The prevalence and impact of ageism in our community, and in the healthcare system, and the tendency to see poor mental health as a ‘normal’ part of ageing were major issues raised at the Mental Health and Ageing summit hosted by Mental Health Victoria in Melbourne earlier this week.
Dr Meg Polacsek, Research Fellow in the Social Gerontology Division at the National Ageing Research Institute, was a panelist at the timely summit, which took place as Royal Commission investigations are underway in Victoria into the mental health system and nationally into the aged care system.
In the post below, Polacsek outlines the need to challenge prevailing misconceptions about age and mental health that can lead to poor diagnosis and management of mental health issues for older people, as well as the need to broaden the discourse on ageing from one that is often focused on loss to one that offers encouragement and inspiration.
Croakey will next week publish a major wrap of discussions from the summit by journalist Marie McInerney who attended the event for the Croakey Conference News Service. This article is published as part of the #MHAgeing coverage.
Meg Polacsek writes:
If you consider that most of us are likely to live to a ripe old age, it’s curious that ageism is still so pervasive in our culture. It seems incongruent that one of the contexts where it is most frequently encountered is in the healthcare sector.
Like racism and sexism, ageism is prejudice or discrimination against a category of people. However, there is a significant difference between racism or sexism, and ageism: unlike a person’s race or gender, anyone may become a target of ageism if they live long enough.
Ageism is inextricably linked with cultural influences. While widespread in many developed societies, old age is still honoured and respected in more traditional cultures, which value inter-dependence and mutual support among individuals. Asian cultures generally hold more positive societal views of ageing than their Western counterparts. In Australia’s Aboriginal and Torres Strait Islander communities, acceptance of ageing as an important part of the cycle of life accords more respect to Elders.
Unfortunately, it is in the interaction between health professionals and older patients that ageism most frequently occurs. There is ample evidence of health professionals patronising older patients, listening less to their views, giving less time to clinical interviews and attributing symptoms to age rather than to treatable conditions. Health professionals often communicate with older adults using “elderspeak”, which is characterised by a patronising tone, slower or louder speech, and simplified sentences.
One area that warrants particular attention is the mental health of older adults. Depression and anxiety are common in older adults. Suicide rates are highest in men and women aged 70 years and over in almost all regions of the world. Australian men aged 80 years and above are most likely to die by suicide than other age groups.

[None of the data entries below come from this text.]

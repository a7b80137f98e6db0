//! firstboot-core — idempotent first-boot provisioning.
//!
//! A `Reconciler` waits for its readiness probes, takes a per-reconciler
//! lock, applies an ordered batch of desired-state operations and records
//! the outcome. When the host is not ready in time the run is handed to a
//! detached watcher instead.

pub mod cli;
pub mod command;
pub mod config;
pub mod convergence;
pub mod error;
pub mod infrastructure;
pub mod lock;
pub mod profiles;
pub mod readiness;
pub mod reconciler;
pub mod report;
pub mod reschedule;
pub mod state;
pub mod status;
pub mod types;
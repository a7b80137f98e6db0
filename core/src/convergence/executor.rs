//! Batch executor — applies an ordered operation list against the backends.
//!
//! Operations run strictly in declaration order. Each produces exactly one
//! `OperationResult`; a failure is recorded and the batch moves on.

use std::rc::Rc;

use tracing::{debug, warn};

use crate::convergence::diagnose::classify;
use crate::infrastructure::{AppCatalog, CommandOutput, ExtensionManager, SettingsBackend};
use crate::report::RunLog;
use crate::types::{Operation, OperationKind, OperationResult, OperationStatus, Precondition, RunSummary};

/// The external stores a batch may touch. A reconciler only wires the
/// ones its operations need.
#[derive(Clone, Default)]
pub struct Backends {
    pub settings: Option<Rc<dyn SettingsBackend>>,
    pub extensions: Option<Rc<dyn ExtensionManager>>,
    pub catalog: Option<Rc<dyn AppCatalog>>,
}

/// Executes a batch of operations, never aborting on a single failure.
pub struct BatchExecutor<'a> {
    backends: &'a Backends,
}

impl<'a> BatchExecutor<'a> {
    pub fn new(backends: &'a Backends) -> Self {
        BatchExecutor { backends }
    }

    /// Apply `operations` in order. Every result is tallied into `summary`
    /// and appended to `log` before the next operation starts.
    pub fn execute(
        &self,
        operations: &[Operation],
        summary: &mut RunSummary,
        log: &mut RunLog,
    ) -> Vec<OperationResult> {
        let mut results = Vec::with_capacity(operations.len());
        for (index, op) in operations.iter().enumerate() {
            let result = self.apply(op);
            match result.status {
                OperationStatus::Failure => warn!(
                    operation = %op,
                    diagnosis = ?result.diagnosis,
                    "operation failed"
                ),
                status => debug!(operation = %op, %status, "operation finished"),
            }
            log.record(index + 1, operations.len(), &result);
            summary.record(&result);
            results.push(result);
        }
        results
    }

    fn apply(&self, op: &Operation) -> OperationResult {
        if let Some(pre) = &op.precondition {
            match self.check(pre) {
                Ok(true) => {}
                Ok(false) => {
                    return OperationResult::skipped(
                        op.clone(),
                        format!("precondition not met: {}", pre),
                    )
                }
                Err(e) => {
                    return OperationResult::skipped(
                        op.clone(),
                        format!("precondition {} could not be checked: {}", pre, e),
                    )
                }
            }
        }

        let outcome = match op.kind {
            OperationKind::Set => self.apply_set(op),
            OperationKind::Enable => match &self.backends.extensions {
                Some(ext) => ext.enable(&op.target),
                None => Err("no extension manager configured".into()),
            },
            OperationKind::Install => {
                let catalog = match &self.backends.catalog {
                    Some(c) => c,
                    None => return failure(op.clone(), Err("no application catalog configured".into())),
                };
                if catalog.is_installed(&op.target) {
                    return OperationResult::skipped(op.clone(), "already installed");
                }
                catalog.install(&op.desired_value, &op.target)
            }
        };

        match outcome {
            Ok(out) if out.success() => OperationResult {
                operation: op.clone(),
                status: OperationStatus::Success,
                stdout: out.stdout,
                stderr: out.stderr,
                exit_code: out.exit_code,
                diagnosis: None,
                skip_reason: None,
            },
            other => failure(op.clone(), other),
        }
    }

    fn apply_set(&self, op: &Operation) -> Result<CommandOutput, String> {
        let settings = self
            .backends
            .settings
            .as_ref()
            .ok_or_else(|| "no settings backend configured".to_string())?;
        let (schema, key) = op
            .settings_key()
            .ok_or_else(|| format!("malformed settings target '{}'", op.target))?;
        settings.set(schema, key, &op.desired_value)
    }

    fn check(&self, pre: &Precondition) -> Result<bool, String> {
        match pre {
            Precondition::ExtensionInstalled(uuid) => self
                .extensions()
                .map(|ext| ext.is_installed(uuid)),
            Precondition::ExtensionEnabled(uuid) => self
                .extensions()
                .map(|ext| ext.is_enabled(uuid)),
            Precondition::SchemaAvailable(schema) => {
                let settings = self
                    .backends
                    .settings
                    .as_ref()
                    .ok_or_else(|| "no settings backend configured".to_string())?;
                let schemas = settings.list_available_capabilities()?;
                Ok(schemas.iter().any(|s| s == schema))
            }
        }
    }

    fn extensions(&self) -> Result<&Rc<dyn ExtensionManager>, String> {
        self.backends
            .extensions
            .as_ref()
            .ok_or_else(|| "no extension manager configured".to_string())
    }
}

fn failure(operation: Operation, outcome: Result<CommandOutput, String>) -> OperationResult {
    let (stdout, stderr, exit_code) = match outcome {
        Ok(out) => (out.stdout, out.stderr, out.exit_code),
        Err(e) => (String::new(), e, None),
    };
    let diagnosis = Some(classify(&stderr));
    OperationResult {
        operation,
        status: OperationStatus::Failure,
        stdout,
        stderr,
        exit_code,
        diagnosis,
        skip_reason: None,
    }
}
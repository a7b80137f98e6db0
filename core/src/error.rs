//! Fatal and infrastructure errors.
//!
//! Per-operation failures never become a `ProvisionError`; they are recorded
//! as `OperationResult`s. Only conditions that stop the whole run land here.

use std::path::PathBuf;

use thiserror::Error;


/// Exit code used when a required host command is absent.
pub const EXIT_MISSING_COMMAND: i32 = 127;


#[derive(Debug, Error)]
pub enum ProvisionError {
    /// A command the reconciler cannot work without is not on `PATH`.
    #[error("required command '{0}' is not available on this host")]
    MissingCommand(String),

    #[error("I/O error on {path}: {source}")]
    Io {
        path: PathBuf,
        #[source]
        source: std::io::Error,
    },

    #[error("lock error: {0}")]
    Lock(String),

    #[error("cannot detach background watcher: {0}")]
    Spawn(String),

    #[error("invalid configuration in {path}: {message}")]
    Config { path: PathBuf, message: String },

    #[error("unknown reconciler '{0}'")]
    UnknownReconciler(String),

    #[error("cannot encode run summary: {0}")]
    Encode(#[from] serde_json::Error),
}


impl ProvisionError {
    pub fn io(path: impl Into<PathBuf>, source: std::io::Error) -> Self {
        ProvisionError::Io {
            path: path.into(),
            source,
        }
    }

    /// Process exit code a supervising unit sees for this error.
    pub fn exit_code(&self) -> i32 {
        match self {
            ProvisionError::MissingCommand(_) => EXIT_MISSING_COMMAND,
            _ => 1,
        }
    }
}
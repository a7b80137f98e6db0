use std::cell::RefCell;
use std::collections::HashMap;
use std::path::Path;

use super::Environment;

/// The real process environment.
pub struct ProcessEnv;

impl Environment for ProcessEnv {
    fn var(&self, key: &str) -> Option<String> {
        std::env::var(key).ok().filter(|v| !v.is_empty())
    }

    fn path_exists(&self, path: &str) -> bool {
        Path::new(path).exists()
    }

    fn list_dir(&self, dir: &str) -> Vec<String> {
        let mut names: Vec<String> = match std::fs::read_dir(dir) {
            Ok(entries) => entries
                .filter_map(|e| e.ok())
                .filter_map(|e| e.file_name().into_string().ok())
                .collect(),
            Err(_) => Vec::new(),
        };
        names.sort();
        names
    }

    fn uid(&self) -> u32 {
        unsafe { libc::getuid() }
    }
}

/// Fixed environment for tests. Paths can be added after construction to
/// model sockets that appear while a watcher is polling.
#[derive(Debug, Clone)]
pub struct MapEnv {
    vars: HashMap<String, String>,
    paths: RefCell<Vec<String>>,
    uid: u32,
}

impl Default for MapEnv {
    fn default() -> Self {
        MapEnv {
            vars: HashMap::new(),
            paths: RefCell::new(Vec::new()),
            uid: 1000,
        }
    }
}

impl MapEnv {
    pub fn new() -> Self {
        Self::default()
    }

    pub fn with_var(mut self, key: &str, value: &str) -> Self {
        self.vars.insert(key.to_string(), value.to_string());
        self
    }

    pub fn with_path(self, path: &str) -> Self {
        self.add_path(path);
        self
    }

    pub fn with_uid(mut self, uid: u32) -> Self {
        self.uid = uid;
        self
    }

    pub fn add_path(&self, path: &str) {
        self.paths.borrow_mut().push(path.to_string());
    }
}

impl Environment for MapEnv {
    fn var(&self, key: &str) -> Option<String> {
        self.vars.get(key).filter(|v| !v.is_empty()).cloned()
    }

    fn path_exists(&self, path: &str) -> bool {
        self.paths.borrow().iter().any(|p| p == path)
    }

    fn list_dir(&self, dir: &str) -> Vec<String> {
        let prefix = format!("{}/", dir.trim_end_matches('/'));
        let mut names: Vec<String> = self
            .paths
            .borrow()
            .iter()
            .filter_map(|p| p.strip_prefix(&prefix))
            .filter_map(|rest| rest.split('/').next())
            .filter(|name| !name.is_empty())
            .map(str::to_string)
            .collect();
        names.sort();
        names.dedup();
        names
    }

    fn uid(&self) -> u32 {
        self.uid
    }
}
//! End-to-end reconciler runs against the in-memory desktop.

use std::cell::Cell;
use std::path::Path;
use std::process::Command as Process;
use std::rc::Rc;
use std::time::Duration;

use firstboot_core::convergence::executor::Backends;
use firstboot_core::convergence::retry::RetryPolicy;
use firstboot_core::infrastructure::env::MapEnv;
use firstboot_core::infrastructure::mock::MockDesktop;
use firstboot_core::infrastructure::runner::MockRunner;
use firstboot_core::lock::{self, LockAttempt};
use firstboot_core::readiness::probes::{ScriptedProbe, SessionProbe};
use firstboot_core::readiness::{CatalogPreflight, RecordingSleeper, Sleeper};
use firstboot_core::reconciler::{Reconciler, RunOutcome};
use firstboot_core::report::MAX_FAILURE_EXIT;
use firstboot_core::reschedule::RecordingScheduler;
use firstboot_core::state::StatePaths;
use firstboot_core::types::config::{BackoffStrategy, MarkerPolicy, ReconcilerConfig};
use firstboot_core::types::{Operation, Precondition, RunSummary};

const INTERFACE: &str = "org.gnome.desktop.interface";
const FLATHUB_URL: &str = "https://dl.flathub.org/repo/flathub.flatpakrepo";


fn config(name: &str, policy: MarkerPolicy) -> ReconcilerConfig {
    ReconcilerConfig {
        name: name.into(),
        readiness: RetryPolicy::new(4, BackoffStrategy::Exponential, 1_000, 4_000),
        poll_interval_secs: 60,
        marker_policy: policy,
        adopt_timeout_ms: 0,
    }
}

fn all_backends(desktop: &Rc<MockDesktop>) -> Backends {
    Backends {
        settings: Some(desktop.clone()),
        extensions: Some(desktop.clone()),
        catalog: Some(desktop.clone()),
    }
}

fn reconciler(
    dir: &Path,
    name: &str,
    policy: MarkerPolicy,
    ops: Vec<Operation>,
    desktop: &Rc<MockDesktop>,
) -> Reconciler {
    Reconciler::new(config(name, policy), StatePaths::new(dir, name), ops)
        .with_probe(Box::new(ScriptedProbe::always("ready", true)))
        .with_runner(Box::new(MockRunner::new()))
        .with_sleeper(Box::new(RecordingSleeper::new()))
        .with_backends(all_backends(desktop))
}

fn completed(outcome: RunOutcome) -> RunSummary {
    match outcome {
        RunOutcome::Completed(s) => s,
        other => panic!("expected a completed run, got {:?}", other),
    }
}


#[test]
fn mixed_batch_succeeds_and_skips() {
    let dir = tempfile::tempdir().unwrap();
    let desktop = Rc::new(
        MockDesktop::new()
            .with_schemas(&[INTERFACE])
            .with_remote("flathub", FLATHUB_URL)
            .with_installed_apps(&["app.Y"]),
    );
    let ops = vec![
        Operation::set(INTERFACE, "color-scheme", "'prefer-dark'"),
        Operation::enable("ext-X").when(Precondition::ExtensionInstalled("ext-X".into())),
        Operation::install("flathub", "app.Y"),
    ];
    let r = reconciler(dir.path(), "mixed", MarkerPolicy::Always, ops, &desktop);

    let outcome = r.run(&RecordingScheduler::new()).unwrap();
    assert_eq!(outcome.exit_code(), 0);
    let summary = completed(outcome);
    assert_eq!((summary.succeeded, summary.failed, summary.skipped), (1, 0, 2));
    assert!(summary.failures.is_empty());
    assert!(summary.completed_at.is_some());
    // The installed app was never reinstalled.
    assert!(!desktop.calls().iter().any(|c| c.starts_with("install")));

    let text = std::fs::read_to_string(r.paths().summary()).unwrap();
    assert!(text.contains("1 succeeded"));
    let last = r.reporter().load_last().unwrap().unwrap();
    assert_eq!(last, summary);
}


#[test]
fn failures_do_not_stop_the_batch_and_set_exit_code() {
    let dir = tempfile::tempdir().unwrap();
    let desktop = Rc::new(
        MockDesktop::new()
            .with_schemas(&[INTERFACE])
            .with_failing_key(INTERFACE, "gtk-theme", "GLib-GIO-CRITICAL: Failed to connect to D-Bus session bus"),
    );
    let ops = vec![
        Operation::set("org.absent.schema", "k", "1"),
        Operation::set(INTERFACE, "gtk-theme", "'Adwaita-dark'"),
        Operation::set(INTERFACE, "color-scheme", "'prefer-dark'"),
    ];
    let r = reconciler(dir.path(), "partial", MarkerPolicy::OnSuccess, ops, &desktop);

    let outcome = r.run(&RecordingScheduler::new()).unwrap();
    assert_eq!(outcome.exit_code(), 2);
    let summary = completed(outcome);
    assert_eq!(summary.succeeded, 1);
    assert_eq!(summary.failures.len(), 2);
    assert_eq!(desktop.value(INTERFACE, "color-scheme").as_deref(), Some("'prefer-dark'"));

    // on_success: no marker, so the next invocation tries again.
    assert!(!r.paths().marker().exists());
    let again = completed(r.run(&RecordingScheduler::new()).unwrap());
    assert_eq!(again.failed, 2);
}


#[test]
fn failure_exit_code_is_capped() {
    let dir = tempfile::tempdir().unwrap();
    let desktop = Rc::new(MockDesktop::new());
    let ops: Vec<Operation> = (0..200)
        .map(|i| Operation::set("org.absent", &format!("k{}", i), "1"))
        .collect();
    let r = reconciler(dir.path(), "many", MarkerPolicy::Always, ops, &desktop);
    let outcome = r.run(&RecordingScheduler::new()).unwrap();
    assert_eq!(outcome.exit_code(), MAX_FAILURE_EXIT);
}


#[test]
fn reset_then_rerun_skips_what_is_installed() {
    let dir = tempfile::tempdir().unwrap();
    let desktop = Rc::new(
        MockDesktop::new()
            .with_schemas(&[INTERFACE])
            .with_remote("flathub", FLATHUB_URL)
            .with_available_apps(&["org.gnome.Calculator", "org.videolan.VLC"]),
    );
    let ops = vec![
        Operation::set(INTERFACE, "color-scheme", "'prefer-dark'"),
        Operation::install("flathub", "org.gnome.Calculator"),
        Operation::install("flathub", "org.videolan.VLC"),
    ];
    let r = reconciler(dir.path(), "apps", MarkerPolicy::Always, ops, &desktop);

    let first = completed(r.run(&RecordingScheduler::new()).unwrap());
    assert_eq!((first.succeeded, first.skipped), (3, 0));

    // Marker present: nothing touched.
    desktop.clear_calls();
    assert_eq!(r.run(&RecordingScheduler::new()).unwrap(), RunOutcome::AlreadyCompleted);
    assert!(desktop.calls().is_empty());

    assert!(r.reporter().invalidate().unwrap());
    let second = completed(r.run(&RecordingScheduler::new()).unwrap());
    assert_eq!((second.succeeded, second.skipped, second.failed), (1, 2, 0));
    assert!(!desktop.calls().iter().any(|c| c.starts_with("install")));
}


#[test]
fn lock_held_by_live_process_then_reclaimed_when_it_dies() {
    let dir = tempfile::tempdir().unwrap();
    let desktop = Rc::new(MockDesktop::new().with_schemas(&[INTERFACE]));
    let ops = vec![Operation::set(INTERFACE, "color-scheme", "'prefer-dark'")];
    let r = reconciler(dir.path(), "contended", MarkerPolicy::Always, ops, &desktop);

    let mut holder = Process::new("sleep").arg("30").spawn().unwrap();
    std::fs::write(r.paths().lock(), lock::lock_content(holder.id())).unwrap();

    let outcome = r.run(&RecordingScheduler::new()).unwrap();
    assert_eq!(outcome, RunOutcome::AlreadyLocked { owner: holder.id() });
    assert_eq!(outcome.exit_code(), 0);
    assert!(desktop.calls().is_empty());

    holder.kill().unwrap();
    holder.wait().unwrap();

    let summary = completed(r.run(&RecordingScheduler::new()).unwrap());
    assert_eq!(summary.succeeded, 1);
    assert!(!r.paths().lock().exists());
}


#[test]
fn unreachable_catalog_backgrounds_then_watcher_installs() {
    let dir = tempfile::tempdir().unwrap();
    let apps = ["org.mozilla.firefox", "org.gnome.TextEditor"];
    // Two failed queries in the foreground (probe + repair), two more on the
    // first watcher poll, then the remote answers.
    let desktop = Rc::new(
        MockDesktop::new()
            .with_available_apps(&apps)
            .with_query_failures(4),
    );
    let ops = apps.iter().map(|a| Operation::install("flathub", a)).collect();
    let sleeper = Rc::new(RecordingSleeper::new());
    let r = Reconciler::new(
        config("flatpak-install", MarkerPolicy::Always),
        StatePaths::new(dir.path(), "flatpak-install"),
        ops,
    )
    .with_probe(Box::new(ScriptedProbe::always("network", true)))
    .with_preflight(Box::new(CatalogPreflight::new(
        desktop.clone(),
        "flathub",
        FLATHUB_URL,
        apps[0],
    )))
    .with_runner(Box::new(MockRunner::new()))
    .with_sleeper(Box::new(sleeper.clone()))
    .with_backends(all_backends(&desktop));

    let sched = RecordingScheduler::new();
    let outcome = r.run(&sched).unwrap();
    assert_eq!(outcome, RunOutcome::Backgrounded);
    assert_eq!(outcome.exit_code(), 0);
    assert_eq!(sched.detached(), vec!["flatpak-install"]);
    assert!(!desktop.app_installed(apps[0]));
    assert!(!r.paths().marker().exists());

    // What the detached watcher does once it holds the lock.
    let held = match lock::acquire(&r.paths().lock()).unwrap() {
        LockAttempt::Acquired(h) => h,
        LockAttempt::AlreadyLocked { owner } => panic!("lock held by {}", owner),
    };
    let summary = completed(r.watch_with(held).unwrap());
    assert_eq!(summary.succeeded, 2);
    assert!(apps.iter().all(|a| desktop.app_installed(a)));
    assert_eq!(sleeper.slept(), vec![Duration::from_secs(60); 2]);
    assert!(r.paths().marker().exists());
    assert!(!r.paths().lock().exists());
}


/// Brings the compositor and session bus up on the `after`-th sleep.
struct SessionStartsAfter {
    env: Rc<MapEnv>,
    sleeps: Cell<u32>,
    after: u32,
}

impl Sleeper for SessionStartsAfter {
    fn sleep(&self, _: Duration) {
        let n = self.sleeps.get() + 1;
        self.sleeps.set(n);
        if n == self.after {
            self.env.add_path("/run/user/1000/wayland-0");
            self.env.add_path("/run/user/1000/bus");
        }
    }
}


#[test]
fn session_started_after_background_is_seen_by_watcher() {
    let dir = tempfile::tempdir().unwrap();
    let desktop = Rc::new(MockDesktop::new().with_schemas(&[INTERFACE]));
    // No display variables: the session only shows up as sockets.
    let env = Rc::new(
        MapEnv::new()
            .with_var("XDG_SESSION_TYPE", "wayland")
            .with_var("XDG_RUNTIME_DIR", "/run/user/1000"),
    );
    // Three sleeps in the foreground wait, then the watcher's first poll
    // fails and its second succeeds.
    let sleeper = Rc::new(SessionStartsAfter {
        env: env.clone(),
        sleeps: Cell::new(0),
        after: 5,
    });
    let r = Reconciler::new(
        config("gnome-config", MarkerPolicy::Always),
        StatePaths::new(dir.path(), "gnome-config"),
        vec![Operation::set(INTERFACE, "color-scheme", "'prefer-dark'")],
    )
    .with_probe(Box::new(SessionProbe::new(env.clone())))
    .with_runner(Box::new(MockRunner::new()))
    .with_sleeper(Box::new(sleeper.clone()))
    .with_backends(all_backends(&desktop));

    let sched = RecordingScheduler::new();
    assert_eq!(r.run(&sched).unwrap(), RunOutcome::Backgrounded);
    assert_eq!(sched.detached(), vec!["gnome-config"]);
    assert_eq!(sleeper.sleeps.get(), 3);
    assert!(desktop.calls().is_empty());

    let held = match lock::acquire(&r.paths().lock()).unwrap() {
        LockAttempt::Acquired(h) => h,
        LockAttempt::AlreadyLocked { owner } => panic!("lock held by {}", owner),
    };
    let summary = completed(r.watch_with(held).unwrap());
    assert_eq!(summary.succeeded, 1);
    assert_eq!(sleeper.sleeps.get(), 5);
    assert_eq!(desktop.value(INTERFACE, "color-scheme").as_deref(), Some("'prefer-dark'"));
    assert!(r.paths().marker().exists());
}


#[test]
fn statuses_follow_declaration_order() {
    let dir = tempfile::tempdir().unwrap();
    let desktop = Rc::new(
        MockDesktop::new()
            .with_schemas(&[INTERFACE])
            .with_extensions(&["ext-A"]),
    );
    let ops = vec![
        Operation::enable("ext-A").when(Precondition::ExtensionInstalled("ext-A".into())),
        Operation::set(INTERFACE, "clock-show-weekday", "true"),
        Operation::set("org.absent", "k", "1"),
        Operation::enable("ext-B").when(Precondition::ExtensionInstalled("ext-B".into())),
    ];
    let r = reconciler(dir.path(), "ordered", MarkerPolicy::Always, ops, &desktop);
    let summary = completed(r.run(&RecordingScheduler::new()).unwrap());
    assert_eq!(summary.total(), 4);

    let log = std::fs::read_to_string(r.paths().run_log()).unwrap();
    let positions: Vec<usize> = ["(1/4)", "(2/4)", "(3/4)", "(4/4)"]
        .iter()
        .map(|tag| log.find(tag).unwrap())
        .collect();
    assert!(positions.windows(2).all(|w| w[0] < w[1]));
    assert_eq!(summary.failures[0].operation.target, "org.absent k");
}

The natural experience of grief at a loss is also often poorly managed in older adults, increasing the risk of complicated grief and depression, and cognitive decline. These difficulties are compounded in vulnerable or diverse populations, including those from culturally and linguistically diverse (CALD) backgrounds, Aboriginal and Torres Strait Island people, those living in rural and remote areas and in older gay, lesbian, bisexual, transgender and intersex people.
Yet there remains a tendency to normalise poor mental health as a ‘normal’ part of ageing.
Ageism remains a major challenge for older adults seeking help for depression or anxiety. Older people frequently encounter difficulties obtaining a diagnosis and appropriate treatment for depression. Assessments and treatment recommendations are often based on the older adult’s chronological age, rather than their personal circumstances, preferences, functional status or other co-morbid conditions.
Ageism is also indicated by the limited mental health treatment options offered to older adults. Low referrals for psychotherapy, for example, may reflect the erroneous belief that older adults are less likely than younger adults to benefit from this therapy.
If we bear in mind that we may all one day be on the receiving end of ageist behaviour, we need to challenge prevailing misconceptions about age and mental health. There are two clear opportunities to make ourselves heard: the Federal Government’s Royal Commission into Aged Care Quality and Safety and the Royal Commission into Victoria’s Mental Health System.
We need improved mental health screening for older adults that mitigates the risk of confusing symptoms with physical illness or decline. Models of care that integrate mental health care into medical care are also urgently needed. Most of all, the common, but erroneous, view of depression and anxiety as normal parts of ageing should be addressed through education and training.
At all levels of health care, the ageist attitude that older adults are less functional or capable of actively participating in optimising their health and quality of life should be addressed. It is important that the health care workforce understands the complexities of ageing with depression, and that contextual factors are considered when supporting an older adult with depression or anxiety. This will require a shift from the dominant biomedical view of ageing towards improved understanding of the personal, social and environmental factors that impact on individuals.
Finally, let’s raise awareness of the constructive strategies used by older adults to manage their mental health and optimise their quality of life, in order to broaden the discourse on ageing from one that is often focused on loss to one that offers encouragement and inspiration.